レビューの論点
ここでは脳卒中後の人々における日常生活活動(ADL)、手と足の機能、筋力、認知機能(空間無視を含む)における障害の軽減や、研究からの脱落および有害事象に関する脳への直流電流(経頭蓋直流電気刺激:tDCS)の効果に関するエビデンスを検討した。
背景
脳卒中は世界全体における障害を引き起こす病気の一つである。多くの脳卒中は脳に至る血管を血栓がふさいだ時におこる。適切な血流が流れなくなることで脳はすぐに損傷を受け、永続的な損傷となる。こうした損傷は脳卒中生存者においてADL、運動機能、認知機能に障害を引き起こす。脳卒中者やその介護者、医療従事者によると、脳卒中後の認知機能の向上は脳卒中の研究における一番の優先課題である。その為、脳卒中の回復の促進、また障害の軽減のために効果的な練習方法を含めた神経学的リハビリテーションが必要である。患者や介護者のニーズに合わせた治療は特に重要である。現在のリハビリテーション戦略ではこうした障害の改善における効果が限定的である。tDCSによって皮膚を損傷せず脳への刺激を加えることがリハビリテーションの効果を増大させる可能性がある。この手法は脳活動を変え、ADLや機能の障害を軽減させる際に用いられることがある。しかし、この介入がリハビリテーションの効果を向上することに関する有効性に関してはいまだ不明である。
検索日
このレビューは2019年1月現在のものである。
研究の特徴
急性期、亜急性期、慢性期における成人の虚血性脳卒中もしくは出血性脳卒中の参加者1729名を含めた67の研究を取り込んだ。平均年齢は介入群は43歳から70歳まで、対照群は45歳から最高75歳までであった。参加者の障害の程度は中等度から重度まで及んでいた。研究の大半は入院患者を対象として実施された。刺激時間、刺激の量が異なる様々な種類の刺激を使用し、「偽」tDCS群もしくはアクティブコントロール群(通常の治療群)と比較した。

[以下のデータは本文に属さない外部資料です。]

//! Environment-driven configuration for the ingestion daemon.
//!
//! Every tunable is read once, at startup, through [`Settings::from_env`].
//! A malformed value is logged and the compiled default is used instead —
//! the service never panics on a bad env var (mirrors the original's
//! `tcp/server.go` `init()`: `strconv.Atoi`/`time.ParseDuration`, fall back
//! silently on parse error).

use serde::Serialize;
use sha2::{Digest, Sha256};
use std::time::Duration;

#[derive(Debug, Clone, Serialize)]
pub struct Settings {
    pub clickhouse_addr: String,
    pub clickhouse_user: String,
    pub clickhouse_pass: String,
    pub clickhouse_db: String,

    /// Path to the embedded schema-cache KV file (spec §6 "persisted state").
    /// Default matches the original's BoltDB filename, `logsvc_config.db`.
    pub kv_path: String,

    pub http_port: u16,
    pub grpc_base_port: u16,
    pub tcp_base_port: u16,
    pub udp_base_port: u16,
    pub ack_port: u16,

    pub batch_size: usize,
    #[serde(with = "duration_millis")]
    pub batch_timeout: Duration,
    pub buffer_capacity: usize,
    #[serde(with = "duration_millis")]
    pub read_timeout: Duration,

    pub log_base_path: Option<String>,
}

impl Default for Settings {
    fn default() -> Self {
        Self {
            clickhouse_addr: "localhost:29000".to_string(),
            clickhouse_user: "default".to_string(),
            clickhouse_pass: String::new(),
            clickhouse_db: "default".to_string(),
            kv_path: "logsvc_config.db".to_string(),
            http_port: 9302,
            grpc_base_port: 50051,
            tcp_base_port: 50053,
            udp_base_port: 50052,
            ack_port: 50054,
            batch_size: 20,
            batch_timeout: Duration::from_millis(1),
            buffer_capacity: 500,
            read_timeout: Duration::from_secs(1),
            log_base_path: None,
        }
    }
}

impl Settings {
    /// Read all tunables from the process environment, falling back to
    /// [`Settings::default`] field-by-field on absence or parse failure.
    pub fn from_env() -> Self {
        let default = Self::default();

        Self {
            clickhouse_addr: env_string("CLICKHOUSE_ADDR", &default.clickhouse_addr),
            clickhouse_user: env_string("CLICKHOUSE_USER", &default.clickhouse_user),
            clickhouse_pass: std::env::var("CLICKHOUSE_PASS").unwrap_or_default(),
            clickhouse_db: env_string("CLICKHOUSE_DB", &default.clickhouse_db),
            kv_path: env_string("KV_PATH", &default.kv_path),

            http_port: env_parsed("HTTP_PORT", default.http_port),
            grpc_base_port: env_parsed("GRPC_BASE_PORT", default.grpc_base_port),
            tcp_base_port: env_parsed("TCP_BASE_PORT", default.tcp_base_port),
            udp_base_port: env_parsed("UDP_BASE_PORT", default.udp_base_port),
            ack_port: env_parsed("ACK_PORT", default.ack_port),

            batch_size: env_parsed_positive("BATCH_SIZE", default.batch_size),
            batch_timeout: env_duration("BATCH_TIMEOUT", default.batch_timeout),
            buffer_capacity: env_parsed_positive("BUFFER_CAPACITY", default.buffer_capacity),
            read_timeout: env_duration("READ_TIMEOUT", default.read_timeout),

            log_base_path: std::env::var("LOG_BASE_PATH").ok(),
        }
    }

    /// Canonical-JSON SHA-256 of this configuration, for correlating a run's
    /// logs with the settings that produced it (teacher's `mqk-config`
    /// `load_layered_yaml` does the same canonicalize-then-hash for its
    /// layered YAML; here it's applied to the resolved `Settings` itself
    /// since there is no layered file config in this service).
    pub fn content_hash(&self) -> String {
        let value = serde_json::to_value(self).expect("Settings always serializes");
        let canonical = canonicalize_json(&value);
        let mut hasher = Sha256::new();
        hasher.update(canonical.as_bytes());
        hex::encode(hasher.finalize())
    }
}

fn env_string(name: &str, default: &str) -> String {
    std::env::var(name)
        .ok()
        .filter(|v| !v.is_empty())
        .unwrap_or_else(|| default.to_string())
}

fn env_parsed<T: std::str::FromStr>(name: &str, default: T) -> T {
    match std::env::var(name) {
        Ok(v) if !v.is_empty() => v.parse().unwrap_or_else(|_| {
            tracing::warn!(var = name, value = %v, "failed to parse env var, using default");
            default
        }),
        _ => default,
    }
}

fn env_parsed_positive(name: &str, default: usize) -> usize {
    match std::env::var(name) {
        Ok(v) if !v.is_empty() => match v.parse::<usize>() {
            Ok(n) if n > 0 => n,
            _ => {
                tracing::warn!(var = name, value = %v, "invalid positive integer, using default");
                default
            }
        },
        _ => default,
    }
}

fn env_duration(name: &str, default: Duration) -> Duration {
    match std::env::var(name) {
        Ok(v) if !v.is_empty() => parse_go_duration(&v).unwrap_or_else(|| {
            tracing::warn!(var = name, value = %v, "invalid duration, using default");
            default
        }),
        _ => default,
    }
}

/// Minimal parser for Go-style duration strings (`"1ms"`, `"500us"`, `"1s"`)
/// plus a bare integer treated as milliseconds, since that's what operators
/// migrating env files from the original service will have set.
fn parse_go_duration(s: &str) -> Option<Duration> {
    let s = s.trim();
    if let Ok(ms) = s.parse::<u64>() {
        return Some(Duration::from_millis(ms));
    }
    let (num_part, unit) = s.split_at(s.find(|c: char| c.is_alphabetic())?);
    let n: f64 = num_part.parse().ok()?;
    let nanos = match unit {
        "ns" => n,
        "us" | "µs" => n * 1_000.0,
        "ms" => n * 1_000_000.0,
        "s" => n * 1_000_000_000.0,
        "m" => n * 60_000_000_000.0,
        "h" => n * 3_600_000_000_000.0,
        _ => return None,
    };
    Some(Duration::from_nanos(nanos as u64))
}

/// Recursively sort object keys so the JSON serialization is stable
/// regardless of struct field declaration order.
fn canonicalize_json(value: &serde_json::Value) -> String {
    fn sort(value: &serde_json::Value) -> serde_json::Value {
        match value {
            serde_json::Value::Object(map) => {
                let mut sorted = serde_json::Map::new();
                let mut keys: Vec<&String> = map.keys().collect();
                keys.sort();
                for k in keys {
                    sorted.insert(k.clone(), sort(&map[k]));
                }
                serde_json::Value::Object(sorted)
            }
            serde_json::Value::Array(items) => {
                serde_json::Value::Array(items.iter().map(sort).collect())
            }
            other => other.clone(),
        }
    }
    sort(value).to_string()
}

mod duration_millis {
    use serde::Serializer;
    use std::time::Duration;

    pub fn serialize<S: Serializer>(d: &Duration, s: S) -> Result<S::Ok, S::Error> {
        s.serialize_u128(d.as_millis())
    }
}

#[cfg(test)]
mod tests {
    use super::*;

    #[test]
    fn defaults_match_spec() {
        let s = Settings::default();
        assert_eq!(s.batch_size, 20);
        assert_eq!(s.buffer_capacity, 500);
        assert_eq!(s.batch_timeout, Duration::from_millis(1));
        assert_eq!(s.read_timeout, Duration::from_secs(1));
        assert_eq!(s.http_port, 9302);
        assert_eq!(s.ack_port, 50054);
    }

    #[test]
    fn parse_go_duration_handles_ms_and_bare_integers() {
        assert_eq!(parse_go_duration("1ms"), Some(Duration::from_millis(1)));
        assert_eq!(parse_go_duration("500"), Some(Duration::from_millis(500)));
        assert_eq!(parse_go_duration("1s"), Some(Duration::from_secs(1)));
        assert_eq!(parse_go_duration("bogus"), None);
    }

    #[test]
    fn content_hash_is_stable_for_equal_settings() {
        let a = Settings::default();
        let b = Settings::default();
        assert_eq!(a.content_hash(), b.content_hash());
    }

    #[test]
    fn content_hash_changes_with_settings() {
        let a = Settings::default();
        let mut b = Settings::default();
        b.batch_size = 100;
        assert_ne!(a.content_hash(), b.content_hash());
    }
}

「偽」tDCSは介入の最初の1分間で密かにスイッチを切ることを意味する。
主要な結果
このレビューでは、tDCSはADLを改善する可能性はあるが、手と足の機能、筋力、認知機能は改善しないことがわかった。有害事象の割合と治療を中止した人の割合はグループ間で同等であった。含まれる研究は脳卒中の種類や脳卒中の起こった脳の場所と同様に、刺激の場所と刺激の長さ、送られた電流の総量、電極の大きさと位置において異なっていた。こうした知見、特に手と足の機能、筋力、認知機能(空間無視を含めた)におけるエビデンスを促進させるためにこの分野におけるさらなる研究が必要である。
エビデンスの質
ADLの改善に関するtDCSのエビデンスの質は非常に低いものから高いものまであった。上肢の機能に関するエビデンスの質は低いものから中等度まであり、有害事象と治療から脱落する人々に関するエビデンスの質は中等度であった。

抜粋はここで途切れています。